Besides replacing query terms using synonyms, logical operators and numerical constraints can be restructured. This is necessary when the system cannot even retrieve any document with its synonyms. However, it is still necessary to inform the user and consult his permission to carry on with this restructuring.
The system will mutate "AND" operators that link each requirement to "OR" operators. Logically, no documents will be retrieved if two far- fetched requirements are submitted as a query. Thus, mutating a logical "AND" term to "OR" term can be a good choice to relax query constraints and yet it does not affect the originality of the query by a lot. In addition, the system can mutate numerical constraints. The system applies step-by-step relaxation to numerical constraints in a query until some documents are found. An illustration is shown in Figure 6.

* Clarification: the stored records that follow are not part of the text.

impl RunInner {
    fn state(&self) -> SupervisorState {
        match self.state.lock() {
            Ok(guard) => guard.clone(),
            Err(poisoned) => poisoned.into_inner().clone(),
        }
    }

    fn set_state(&self, state: SupervisorState) {
        tracing::debug!(?state, "run supervisor state");
        match self.state.lock() {
            Ok(mut guard) => *guard = state,
            Err(poisoned) => *poisoned.into_inner() = state,
        }
    }

    fn current(&self) -> Option<ActiveProcessRecord> {
        match self.current.lock() {
            Ok(guard) => guard.clone(),
            Err(poisoned) => poisoned.into_inner().clone(),
        }
    }

    fn set_current(&self, record: Option<ActiveProcessRecord>) {
        match self.current.lock() {
            Ok(mut guard) => *guard = record,
            Err(poisoned) => *poisoned.into_inner() = record,
        }
    }

    /// Connect once and start forwarding logs. Every caller sees the
    /// outcome of the first attempt.
    async fn connection(&self) -> Result<(), SupervisorError> {
        self.connection
            .get_or_init(|| self.establish())
            .await
            .clone()
    }

    async fn establish(&self) -> Result<(), SupervisorError> {
        self.supervisor.connect().await?;
        let rx = self.supervisor.subscribe_logs().await?;
        tokio::spawn(forward_logs(
            rx,
            self.state.clone(),
            self.logs.clone(),
            self.settings.clone(),
        ));
        Ok(())
    }

    async fn find(&self, name: &str) -> Result<Option<ProcessInfo>, SupervisorError> {
        Ok(self
            .supervisor
            .list()
            .await?
            .into_iter()
            .find(|info| info.name == name))
    }

    async fn start(&self, build_id: &str) {
        if let SupervisorState::StopFailed(stuck) = self.state() {
            tracing::error!(
                build_id,
                "process {} could not be stopped; not starting until it is handled",
                process_name(&stuck)
            );
            return;
        }
        if let Err(e) = self.connection().await {
            tracing::error!(build_id, "cannot start: {}", e);
            return;
        }

        // Reject before touching the current process.
        match self.store.get_build_record(build_id).await {
            Ok(record) if LaunchReason::Start.allows(record.status()) => {}
            Ok(record) => {
                tracing::warn!(build_id, status = %record.status(), "only built records can be started");
                return;
            }
            Err(e) => {
                tracing::error!(build_id, "cannot start: {}", e);
                return;
            }
        }

        match self.store.get_active_process_record().await {
            Ok(Some(active)) => {
                if !self.stop(&active.id, StopReason::Replaced).await {
                    return;
                }
            }
            Ok(None) => {}
            Err(e) => {
                tracing::error!(build_id, "cannot read active process: {}", e);
                return;
            }
        }

        self.launch(build_id, LaunchReason::Start).await;
    }

    async fn recover(&self) {
        let active = match self.store.get_active_process_record().await {
            Ok(Some(active)) => active,
            Ok(None) => {
                tracing::info!("no active process to recover");
                return;
            }
            Err(e) => {
                tracing::error!("cannot read active process: {}", e);
                return;
            }
        };
        if let Err(e) = self.connection().await {
            tracing::error!(build_id = %active.id, "cannot recover: {}", e);
            return;
        }

        self.set_current(Some(active.clone()));
        let name = process_name(&active.id);
        match self.find(&name).await {
            Ok(Some(info)) if info.status.is_alive() => {
                tracing::info!(build_id = %active.id, pid = ?info.pid, "adopted running process");
                self.set_state(SupervisorState::Running(active.id));
            }
            Ok(found) => {
                if found.is_some()
                    && let Err(e) = self.supervisor.delete(&name).await
                {
                    tracing::warn!(build_id = %active.id, "cannot remove dead process: {}", e);
                }
                tracing::info!(build_id = %active.id, "active process is gone, relaunching");
                self.launch(&active.id, LaunchReason::Recover).await;
            }
            Err(e) => {
                tracing::error!(build_id = %active.id, "cannot list processes: {}", e);
                self.set_current(None);
            }
        }
    }

    async fn restart(&self) -> bool {
        let Some(active) = self.current() else {
            tracing::info!("no current process to restart");
            return false;
        };
        if let Err(e) = self.connection().await {
            tracing::error!(build_id = %active.id, "cannot restart: {}", e);
            return false;
        }
        if !self.stop(&active.id, StopReason::Replaced).await {
            return false;
        }
        self.launch(&active.id, LaunchReason::Restart).await
    }

    async fn stop_current(&self) -> bool {
        let Some(active) = self.current() else {
            tracing::info!("no current process to stop");
            return false;
        };
        if let Err(e) = self.connection().await {
            tracing::error!(build_id = %active.id, "cannot stop: {}", e);
            return false;
        }
        self.stop(&active.id, StopReason::Operator).await
    }

    async fn shutdown(&self, cleanup: bool) {
        let connected = matches!(self.connection.get(), Some(Ok(())));
        if cleanup
            && connected
            && let Some(active) = self.current()
        {
            self.stop(&active.id, StopReason::Shutdown).await;
        }
        if connected {
            self.supervisor.disconnect().await;
        }
        self.logs.close_all();
    }

    /// Stop the process of `build_id`. A process that is not there counts as
    /// stopped; a failed delete does not.
    async fn stop(&self, build_id: &str, reason: StopReason) -> bool {
        self.set_state(SupervisorState::Stopping(build_id.to_string()));
        let name = process_name(build_id);
        let console = self.run_console(build_id);

        let outcome = match self.find(&name).await {
            Ok(None) => Ok(()),
            Ok(Some(_)) => self.supervisor.delete(&name).await,
            Err(e) => Err(e),
        };
        if let Err(e) = outcome {
            console.error(format!("cannot stop {}: {}", name, e));
            tracing::error!(build_id, "stop failed: {}", e);
            self.set_state(SupervisorState::StopFailed(build_id.to_string()));
            return false;
        }
        console.log(format!("process {} stopped", name));

        if reason == StopReason::Shutdown {
            self.set_state(SupervisorState::Idle);
            return true;
        }

        if let Err(e) = self.store.delete_active_process_record(build_id).await {
            tracing::error!(build_id, "cannot delete active process record: {}", e);
        }
        self.set_current(None);

        let patch = match reason {
            StopReason::Operator => BuildPatch::Stopped,
            _ => BuildPatch::Idle,
        };
        match self.store.get_build_record(build_id).await {
            Ok(record) if record.status() == BuildStatus::Running => {
                if let Err(e) = self.store.update_build_record(build_id, patch).await {
                    tracing::error!(build_id, "cannot update build after stop: {}", e);
                }
            }
            Ok(_) => {}
            Err(e) => tracing::error!(build_id, "cannot read build after stop: {}", e),
        }
        self.set_state(SupervisorState::Idle);
        true
    }

    /// Launch the artifact of `build_id`. When recovering, the active process
    /// record already names it and is not recreated.
    async fn launch(&self, build_id: &str, reason: LaunchReason) -> bool {
        self.set_state(SupervisorState::Starting(build_id.to_string()));
        let launched = self.try_launch(build_id, reason).await;
        if launched {
            self.set_state(SupervisorState::Running(build_id.to_string()));
        } else {
            if reason == LaunchReason::Recover {
                if let Err(e) = self.store.delete_active_process_record(build_id).await {
                    tracing::error!(build_id, "cannot delete active process record: {}", e);
                }
                self.set_current(None);
            }
            self.set_state(SupervisorState::Idle);
        }
        launched
    }

    async fn try_launch(&self, build_id: &str, reason: LaunchReason) -> bool {
        let record = match self.store.get_build_record(build_id).await {
            Ok(record) => record,
            Err(e) => {
                tracing::error!(build_id, "cannot start: {}", e);
                return false;
            }
        };
        let starting = match record.starting() {
            Some(starting) if reason.allows(record.status()) => starting.clone(),
            _ => {
                tracing::warn!(build_id, status = %record.status(), ?reason, "build is not runnable");
                return false;
            }
        };

        let settings = self.settings.get();
        let spec = StartSpec {
            name: process_name(build_id),
            script: starting.script,
            interpreter: starting
                .interpreter
                .unwrap_or(settings.default_interpreter),
            args: starting.args.unwrap_or_default(),
            cwd: build_dir(&self.build_root, build_id),
            env: self.env.deploy_env(),
        };
        let console = self.run_console(build_id);
        console.log(format!(
            "starting {} ({} {})",
            spec.name, spec.interpreter, spec.script
        ));

        if let Err(e) = self.supervisor.start(spec).await {
            console.error(format!("start failed: {}", e));
            tracing::error!(build_id, "start failed: {}", e);
            if record.status() == BuildStatus::Running
                && let Err(e) = self
                    .store
                    .update_build_record(build_id, BuildPatch::RunError)
                    .await
            {
                tracing::error!(build_id, "cannot mark run error: {}", e);
            }
            return false;
        }

        let active = if reason == LaunchReason::Recover {
            self.current()
        } else {
            match self.store.create_active_process_record(build_id).await {
                Ok(active) => Some(active),
                Err(e) => {
                    tracing::error!(build_id, "cannot record active process: {}", e);
                    None
                }
            }
        };
        self.set_current(active);

        if record.status() != BuildStatus::Running
            && let Err(e) = self
                .store
                .update_build_record(build_id, BuildPatch::Running)
                .await
        {
            tracing::error!(build_id, "cannot mark running: {}", e);
        }
        tracing::info!(build_id, "process started");
        true
    }

    fn run_console(&self, build_id: &str) -> crate::log_store::LogChannel {
        self.logs
            .channel(run_key(build_id), self.settings.get().display_run_log)
    }
}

This illustration is performed at steps of only 5%. As can be seen, because of the compounding effect, one item could be found during the fifth iteration of the process. Obviously, this method is still an effective method in terms of query restructuring because it is able to retrieve something which may be useful for the user.
The screenshots used for the illustrations are implemented using Java in a desktop computer. One major consideration here is that mobile devices tend to have a much smaller screen. Therefore, in order to realize the full OntoQuery architecture, there is a need to scale down the display size . Another possible solution is using scrollbars to view the screen, as shown in Figure 7.